When considering the interview process, there is one additional concept of the job interview that needs to be brought to the forefront.

    Most people look at the job interview solely as the potential employer analyzing the candidate to determine how suitable that individual would be to successfully handle the job’s requirements and how that individual would fit into the company and contribute to its success.

    Truth is, that’s only half the story.

    When you participate in a job interview, it’s critically important to keep in mind that you’re interviewing them as much as they’re interviewing you.  Just as they’re trying to determine if you would be a good fit for the company, you are also trying to determine if the company is suitable for you.  Is this the type of workplace where you would feel comfortable?

    Both perspectives are equally important.

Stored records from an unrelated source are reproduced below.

//! Key-value persistence adapters.

use std::{
    collections::BTreeMap,
    fs,
    io::{self, Write},
    path::{Path, PathBuf},
    sync::{Mutex, PoisonError},
};

use mockall::automock;
use serde_json::{Map, Value};
use tempfile::NamedTempFile;
use thiserror::Error;
use tracing::{debug, warn};

#[derive(Debug, Error)]
pub enum StateStoreError {
    #[error("state store io error: {0}")]
    Io(#[from] io::Error),

    #[error("state store json error: {0}")]
    Json(#[from] serde_json::Error),
}

/// Storage for JSON values under string keys.
#[automock]
pub trait StateStore: Send + Sync {
    /// Value stored under `key`, if any.
    ///
    /// # Errors
    ///
    /// Fails if the backing storage cannot be read.
    fn load(&self, key: &str) -> Result<Option<Value>, StateStoreError>;

    /// Stores `value` under `key`, replacing any previous value.
    ///
    /// # Errors
    ///
    /// Fails if the backing storage cannot be written.
    fn save(&self, key: &str, value: Value) -> Result<(), StateStoreError>;

    /// Removes `key`. Removing a missing key is not an error.
    ///
    /// # Errors
    ///
    /// Fails if the backing storage cannot be written.
    fn remove(&self, key: &str) -> Result<(), StateStoreError>;
}

/// A single JSON object on disk, one entry per key.
///
/// Writes go to a temporary file in the same directory which then replaces the document.
#[derive(Debug, Clone)]
pub struct FileStateStore {
    path: PathBuf,
}

impl FileStateStore {
    #[must_use]
    pub fn new(path: impl Into<PathBuf>) -> Self {
        Self { path: path.into() }
    }

    #[must_use]
    pub fn path(&self) -> &Path {
        &self.path
    }

    fn read_document(&self) -> Result<Map<String, Value>, StateStoreError> {
        let contents = match fs::read_to_string(&self.path) {
            Ok(contents) => contents,
            Err(error) if error.kind() == io::ErrorKind::NotFound => return Ok(Map::new()),
            Err(error) => return Err(error.into()),
        };

        if contents.trim().is_empty() {
            return Ok(Map::new());
        }

        Ok(serde_json::from_str(&contents)?)
    }

    /// Reads the document for a write, starting over if the existing one is unreadable.
    fn read_document_for_write(&self) -> Result<Map<String, Value>, StateStoreError> {
        match self.read_document() {
            Err(StateStoreError::Json(error)) => {
                warn!(path = %self.path.display(), "replacing corrupt state file: {error}");
                Ok(Map::new())
            }
            other => other,
        }
    }

    fn write_document(&self, document: &Map<String, Value>) -> Result<(), StateStoreError> {
        let directory = match self.path.parent() {
            Some(parent) if !parent.as_os_str().is_empty() => parent,
            _ => Path::new("."),
        };

        fs::create_dir_all(directory)?;

        let mut file = NamedTempFile::new_in(directory)?;

        serde_json::to_writer_pretty(&mut file, document)?;
        file.write_all(b"\n")?;
        file.persist(&self.path).map_err(|error| error.error)?;

        debug!(path = %self.path.display(), "state file written");

        Ok(())
    }
}

impl StateStore for FileStateStore {
    fn load(&self, key: &str) -> Result<Option<Value>, StateStoreError> {
        Ok(self.read_document()?.remove(key))
    }

    fn save(&self, key: &str, value: Value) -> Result<(), StateStoreError> {
        let mut document = self.read_document_for_write()?;

        document.insert(key.to_string(), value);

        self.write_document(&document)
    }

    fn remove(&self, key: &str) -> Result<(), StateStoreError> {
        let mut document = self.read_document_for_write()?;

        if document.remove(key).is_some() {
            self.write_document(&document)?;
        }

        Ok(())
    }
}

/// In-process store, used by tests and one-shot runs that should not touch disk.
#[derive(Debug, Default)]
pub struct MemoryStateStore {
    entries: Mutex<BTreeMap<String, Value>>,
}

impl MemoryStateStore {
    #[must_use]
    pub fn new() -> Self {
        Self::default()
    }
}

impl StateStore for MemoryStateStore {
    fn load(&self, key: &str) -> Result<Option<Value>, StateStoreError> {
        let entries = self.entries.lock().unwrap_or_else(PoisonError::into_inner);

        Ok(entries.get(key).cloned())
    }

    fn save(&self, key: &str, value: Value) -> Result<(), StateStoreError> {
        self.entries
            .lock()
            .unwrap_or_else(PoisonError::into_inner)
            .insert(key.to_string(), value);

        Ok(())
    }

    fn remove(&self, key: &str) -> Result<(), StateStoreError> {
        self.entries
            .lock()
            .unwrap_or_else(PoisonError::into_inner)
            .remove(key);

        Ok(())
    }
}

#[cfg(test)]
mod tests {
    use serde_json::json;
    use tempfile::tempdir;
    use testresult::TestResult;

    use super::*;

    #[test]
    fn file_store_round_trips_and_creates_directories() -> TestResult {
        let dir = tempdir()?;
        let store = FileStateStore::new(dir.path().join("nested/state.json"));

        assert_eq!(store.load("root")?, None);

        store.save("root", json!({ "theme": "dark" }))?;
        store.save("other", json!(1))?;

        assert_eq!(store.load("root")?, Some(json!({ "theme": "dark" })));
        assert_eq!(store.load("other")?, Some(json!(1)));

        store.remove("other")?;

        assert_eq!(store.load("other")?, None);
        assert_eq!(store.load("root")?, Some(json!({ "theme": "dark" })));

        Ok(())
    }

    #[test]
    fn file_store_reports_corrupt_document_on_load() -> TestResult {
        let dir = tempdir()?;
        let path = dir.path().join("state.json");
        fs::write(&path, "{ not json")?;

        let store = FileStateStore::new(&path);
        let result = store.load("root");

        assert!(
            matches!(result, Err(StateStoreError::Json(_))),
            "expected Json error, got {result:?}"
        );

        Ok(())
    }

    #[test]
    fn file_store_overwrites_corrupt_document_on_save() -> TestResult {
        let dir = tempdir()?;
        let path = dir.path().join("state.json");
        fs::write(&path, "{ not json")?;

        let store = FileStateStore::new(&path);
        store.save("root", json!({ "cart": null }))?;

        assert_eq!(store.load("root")?, Some(json!({ "cart": null })));

        Ok(())
    }

    #[test]
    fn memory_store_round_trips() -> TestResult {
        let store = MemoryStateStore::new();

        store.save("root", json!([1, 2]))?;
        assert_eq!(store.load("root")?, Some(json!([1, 2])));

        store.remove("root")?;
        store.remove("root")?;
        assert_eq!(store.load("root")?, None);

        Ok(())
    }
}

    No matter how badly a company may want to hire you, you are doing yourself (and your family) a disservice if you take the position while having misgivings about the organization.  As an experienced job seeker, how much extra would they have to compensate you (financially or otherwise) to make it worthwhile to accept a job with a company that’s not right for you?

    Worse still, if you take a job with a company that’s not a good fit for you, how long will it be before you’re looking to move on?  

    If you’re unhappy in that circumstance, your performance will suffer.  So much so that you might actually be asked to leave the company.  Then you’ll be without a job and without an income; and now with a blot on your professional track record.

    It’s without a doubt a lose-lose proposition.

Not finding what you’re looking for?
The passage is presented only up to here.